**Instructions to follow**: Give back the full listing, exactly as it is.

**Data under study**:
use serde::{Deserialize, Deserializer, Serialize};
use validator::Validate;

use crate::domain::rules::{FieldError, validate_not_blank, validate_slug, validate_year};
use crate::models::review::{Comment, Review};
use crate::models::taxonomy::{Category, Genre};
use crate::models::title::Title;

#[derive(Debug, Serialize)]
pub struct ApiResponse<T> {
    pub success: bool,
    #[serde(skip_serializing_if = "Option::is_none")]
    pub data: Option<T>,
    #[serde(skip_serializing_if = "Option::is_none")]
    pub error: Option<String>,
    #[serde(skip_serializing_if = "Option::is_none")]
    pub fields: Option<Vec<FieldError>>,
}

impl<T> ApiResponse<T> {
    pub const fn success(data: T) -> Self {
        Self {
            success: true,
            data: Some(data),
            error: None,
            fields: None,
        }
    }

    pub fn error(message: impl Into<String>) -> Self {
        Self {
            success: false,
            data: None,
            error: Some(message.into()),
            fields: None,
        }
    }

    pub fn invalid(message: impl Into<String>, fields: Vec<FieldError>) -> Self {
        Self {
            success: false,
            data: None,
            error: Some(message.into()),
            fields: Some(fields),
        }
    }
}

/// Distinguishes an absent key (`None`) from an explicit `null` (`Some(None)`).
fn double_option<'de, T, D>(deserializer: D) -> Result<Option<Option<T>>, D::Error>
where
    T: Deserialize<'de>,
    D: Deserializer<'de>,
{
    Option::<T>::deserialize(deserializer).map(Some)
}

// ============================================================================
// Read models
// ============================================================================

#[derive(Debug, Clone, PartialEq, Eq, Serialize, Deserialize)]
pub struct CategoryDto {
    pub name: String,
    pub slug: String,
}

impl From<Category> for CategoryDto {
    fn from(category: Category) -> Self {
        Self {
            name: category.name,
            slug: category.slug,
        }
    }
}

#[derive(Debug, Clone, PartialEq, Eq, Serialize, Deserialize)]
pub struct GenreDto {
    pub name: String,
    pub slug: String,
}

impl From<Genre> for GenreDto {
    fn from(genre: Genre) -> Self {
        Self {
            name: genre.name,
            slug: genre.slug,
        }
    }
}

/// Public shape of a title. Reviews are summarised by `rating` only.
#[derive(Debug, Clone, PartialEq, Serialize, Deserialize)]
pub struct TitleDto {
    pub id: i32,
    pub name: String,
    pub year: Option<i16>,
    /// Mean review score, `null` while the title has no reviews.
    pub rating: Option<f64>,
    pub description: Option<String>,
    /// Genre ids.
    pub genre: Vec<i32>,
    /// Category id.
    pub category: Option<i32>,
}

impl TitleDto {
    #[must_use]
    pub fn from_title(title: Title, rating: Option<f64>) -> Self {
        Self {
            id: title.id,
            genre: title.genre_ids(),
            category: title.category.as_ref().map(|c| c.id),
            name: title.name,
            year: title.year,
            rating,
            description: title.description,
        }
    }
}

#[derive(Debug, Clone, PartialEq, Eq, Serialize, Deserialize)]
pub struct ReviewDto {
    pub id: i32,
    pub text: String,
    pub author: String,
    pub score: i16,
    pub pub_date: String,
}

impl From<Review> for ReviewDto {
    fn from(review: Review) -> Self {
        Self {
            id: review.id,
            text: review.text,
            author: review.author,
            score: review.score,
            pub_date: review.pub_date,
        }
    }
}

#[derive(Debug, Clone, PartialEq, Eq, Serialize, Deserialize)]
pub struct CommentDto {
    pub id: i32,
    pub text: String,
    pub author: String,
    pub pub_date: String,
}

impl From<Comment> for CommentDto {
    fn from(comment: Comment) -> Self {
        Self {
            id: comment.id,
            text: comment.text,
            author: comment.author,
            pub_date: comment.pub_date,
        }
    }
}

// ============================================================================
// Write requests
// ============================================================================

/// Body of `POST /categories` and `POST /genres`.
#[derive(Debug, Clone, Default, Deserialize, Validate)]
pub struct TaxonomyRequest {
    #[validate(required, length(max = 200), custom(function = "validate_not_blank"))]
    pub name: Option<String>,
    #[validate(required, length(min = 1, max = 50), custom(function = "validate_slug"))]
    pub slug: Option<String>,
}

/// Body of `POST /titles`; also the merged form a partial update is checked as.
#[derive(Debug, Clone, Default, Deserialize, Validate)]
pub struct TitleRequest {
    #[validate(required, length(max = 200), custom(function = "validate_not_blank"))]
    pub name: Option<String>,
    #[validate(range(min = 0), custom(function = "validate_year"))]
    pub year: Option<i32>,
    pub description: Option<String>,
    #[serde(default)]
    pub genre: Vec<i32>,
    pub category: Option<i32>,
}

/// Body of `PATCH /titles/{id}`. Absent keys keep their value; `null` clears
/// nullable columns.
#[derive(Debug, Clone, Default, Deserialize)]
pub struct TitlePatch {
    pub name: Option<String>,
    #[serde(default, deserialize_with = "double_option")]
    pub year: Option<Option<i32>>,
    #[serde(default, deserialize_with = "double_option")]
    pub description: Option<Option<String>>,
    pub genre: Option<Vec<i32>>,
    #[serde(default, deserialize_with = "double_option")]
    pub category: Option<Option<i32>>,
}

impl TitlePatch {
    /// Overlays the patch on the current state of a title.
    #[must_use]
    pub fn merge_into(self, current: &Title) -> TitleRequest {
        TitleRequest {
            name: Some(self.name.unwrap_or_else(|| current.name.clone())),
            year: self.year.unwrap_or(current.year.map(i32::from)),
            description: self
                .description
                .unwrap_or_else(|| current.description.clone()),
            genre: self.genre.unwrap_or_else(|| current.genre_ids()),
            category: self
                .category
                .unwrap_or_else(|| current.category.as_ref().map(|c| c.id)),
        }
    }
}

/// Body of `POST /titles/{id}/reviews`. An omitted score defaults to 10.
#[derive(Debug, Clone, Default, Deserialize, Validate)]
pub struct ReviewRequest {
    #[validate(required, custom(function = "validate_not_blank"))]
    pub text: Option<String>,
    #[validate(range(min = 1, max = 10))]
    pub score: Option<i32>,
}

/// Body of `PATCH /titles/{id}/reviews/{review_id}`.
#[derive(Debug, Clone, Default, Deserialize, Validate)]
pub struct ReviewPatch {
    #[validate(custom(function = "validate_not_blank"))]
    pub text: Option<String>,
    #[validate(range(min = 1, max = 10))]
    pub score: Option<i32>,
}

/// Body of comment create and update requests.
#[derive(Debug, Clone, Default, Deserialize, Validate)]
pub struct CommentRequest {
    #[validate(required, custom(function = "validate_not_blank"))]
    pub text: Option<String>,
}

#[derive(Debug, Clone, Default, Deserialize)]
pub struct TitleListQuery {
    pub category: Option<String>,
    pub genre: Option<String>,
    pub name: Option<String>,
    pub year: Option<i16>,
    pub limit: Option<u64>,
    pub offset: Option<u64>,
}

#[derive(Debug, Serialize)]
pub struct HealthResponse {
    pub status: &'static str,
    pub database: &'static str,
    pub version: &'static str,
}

**Task result**:
use serde::{Deserialize, Deserializer, Serialize};
use validator::Validate;

use crate::domain::rules::{FieldError, validate_not_blank, validate_slug, validate_year};
use crate::models::review::{Comment, Review};
use crate::models::taxonomy::{Category, Genre};
use crate::models::title::Title;

#[derive(Debug, Serialize)]
pub struct ApiResponse<T> {
    pub success: bool,
    #[serde(skip_serializing_if = "Option::is_none")]
    pub data: Option<T>,
    #[serde(skip_serializing_if = "Option::is_none")]
    pub error: Option<String>,
    #[serde(skip_serializing_if = "Option::is_none")]
    pub fields: Option<Vec<FieldError>>,
}

impl<T> ApiResponse<T> {
    pub const fn success(data: T) -> Self {
        Self {
            success: true,
            data: Some(data),
            error: None,
            fields: None,
        }
    }

    pub fn error(message: impl Into<String>) -> Self {
        Self {
            success: false,
            data: None,
            error: Some(message.into()),
            fields: None,
        }
    }

    pub fn invalid(message: impl Into<String>, fields: Vec<FieldError>) -> Self {
        Self {
            success: false,
            data: None,
            error: Some(message.into()),
            fields: Some(fields),
        }
    }
}

/// Distinguishes an absent key (`None`) from an explicit `null` (`Some(None)`).
fn double_option<'de, T, D>(deserializer: D) -> Result<Option<Option<T>>, D::Error>
where
    T: Deserialize<'de>,
    D: Deserializer<'de>,
{
    Option::<T>::deserialize(deserializer).map(Some)
}

// ============================================================================
// Read models
// ============================================================================

#[derive(Debug, Clone, PartialEq, Eq, Serialize, Deserialize)]
pub struct CategoryDto {
    pub name: String,
    pub slug: String,
}

impl From<Category> for CategoryDto {
    fn from(category: Category) -> Self {
        Self {
            name: category.name,
            slug: category.slug,
        }
    }
}

#[derive(Debug, Clone, PartialEq, Eq, Serialize, Deserialize)]
pub struct GenreDto {
    pub name: String,
    pub slug: String,
}

impl From<Genre> for GenreDto {
    fn from(genre: Genre) -> Self {
        Self {
            name: genre.name,
            slug: genre.slug,
        }
    }
}

/// Public shape of a title. Reviews are summarised by `rating` only.
#[derive(Debug, Clone, PartialEq, Serialize, Deserialize)]
pub struct TitleDto {
    pub id: i32,
    pub name: String,
    pub year: Option<i16>,
    /// Mean review score, `null` while the title has no reviews.
    pub rating: Option<f64>,
    pub description: Option<String>,
    /// Genre ids.
    pub genre: Vec<i32>,
    /// Category id.
    pub category: Option<i32>,
}

impl TitleDto {
    #[must_use]
    pub fn from_title(title: Title, rating: Option<f64>) -> Self {
        Self {
            id: title.id,
            genre: title.genre_ids(),
            category: title.category.as_ref().map(|c| c.id),
            name: title.name,
            year: title.year,
            rating,
            description: title.description,
        }
    }
}

#[derive(Debug, Clone, PartialEq, Eq, Serialize, Deserialize)]
pub struct ReviewDto {
    pub id: i32,
    pub text: String,
    pub author: String,
    pub score: i16,
    pub pub_date: String,
}

impl From<Review> for ReviewDto {
    fn from(review: Review) -> Self {
        Self {
            id: review.id,
            text: review.text,
            author: review.author,
            score: review.score,
            pub_date: review.pub_date,
        }
    }
}

#[derive(Debug, Clone, PartialEq, Eq, Serialize, Deserialize)]
pub struct CommentDto {
    pub id: i32,
    pub text: String,
    pub author: String,
    pub pub_date: String,
}

impl From<Comment> for CommentDto {
    fn from(comment: Comment) -> Self {
        Self {
            id: comment.id,
            text: comment.text,
            author: comment.author,
            pub_date: comment.pub_date,
        }
    }
}

// ============================================================================
// Write requests
// ============================================================================

/// Body of `POST /categories` and `POST /genres`.
#[derive(Debug, Clone, Default, Deserialize, Validate)]
pub struct TaxonomyRequest {
    #[validate(required, length(max = 200), custom(function = "validate_not_blank"))]
    pub name: Option<String>,
    #[validate(required, length(min = 1, max = 50), custom(function = "validate_slug"))]
    pub slug: Option<String>,
}

/// Body of `POST /titles`; also the merged form a partial update is checked as.
#[derive(Debug, Clone, Default, Deserialize, Validate)]
pub struct TitleRequest {
    #[validate(required, length(max = 200), custom(function = "validate_not_blank"))]
    pub name: Option<String>,
    #[validate(range(min = 0), custom(function = "validate_year"))]
    pub year: Option<i32>,
    pub description: Option<String>,
    #[serde(default)]
    pub genre: Vec<i32>,
    pub category: Option<i32>,
}

/// Body of `PATCH /titles/{id}`. Absent keys keep their value; `null` clears
/// nullable columns.
#[derive(Debug, Clone, Default, Deserialize)]
pub struct TitlePatch {
    pub name: Option<String>,
    #[serde(default, deserialize_with = "double_option")]
    pub year: Option<Option<i32>>,
    #[serde(default, deserialize_with = "double_option")]
    pub description: Option<Option<String>>,
    pub genre: Option<Vec<i32>>,
    #[serde(default, deserialize_with = "double_option")]
    pub category: Option<Option<i32>>,
}

impl TitlePatch {
    /// Overlays the patch on the current state of a title.
    #[must_use]
    pub fn merge_into(self, current: &Title) -> TitleRequest {
        TitleRequest {
            name: Some(self.name.unwrap_or_else(|| current.name.clone())),
            year: self.year.unwrap_or(current.year.map(i32::from)),
            description: self
                .description
                .unwrap_or_else(|| current.description.clone()),
            genre: self.genre.unwrap_or_else(|| current.genre_ids()),
            category: self
                .category
                .unwrap_or_else(|| current.category.as_ref().map(|c| c.id)),
        }
    }
}

/// Body of `POST /titles/{id}/reviews`. An omitted score defaults to 10.
#[derive(Debug, Clone, Default, Deserialize, Validate)]
pub struct ReviewRequest {
    #[validate(required, custom(function = "validate_not_blank"))]
    pub text: Option<String>,
    #[validate(range(min = 1, max = 10))]
    pub score: Option<i32>,
}

/// Body of `PATCH /titles/{id}/reviews/{review_id}`.
#[derive(Debug, Clone, Default, Deserialize, Validate)]
pub struct ReviewPatch {
    #[validate(custom(function = "validate_not_blank"))]
    pub text: Option<String>,
    #[validate(range(min = 1, max = 10))]
    pub score: Option<i32>,
}

/// Body of comment create and update requests.
#[derive(Debug, Clone, Default, Deserialize, Validate)]
pub struct CommentRequest {
    #[validate(required, custom(function = "validate_not_blank"))]
    pub text: Option<String>,
}

#[derive(Debug, Clone, Default, Deserialize)]
pub struct TitleListQuery {
    pub category: Option<String>,
    pub genre: Option<String>,
    pub name: Option<String>,
    pub year: Option<i16>,
    pub limit: Option<u64>,
    pub offset: Option<u64>,
}

#[derive(Debug, Serialize)]
pub struct HealthResponse {
    pub status: &'static str,
    pub database: &'static str,
    pub version: &'static str,
}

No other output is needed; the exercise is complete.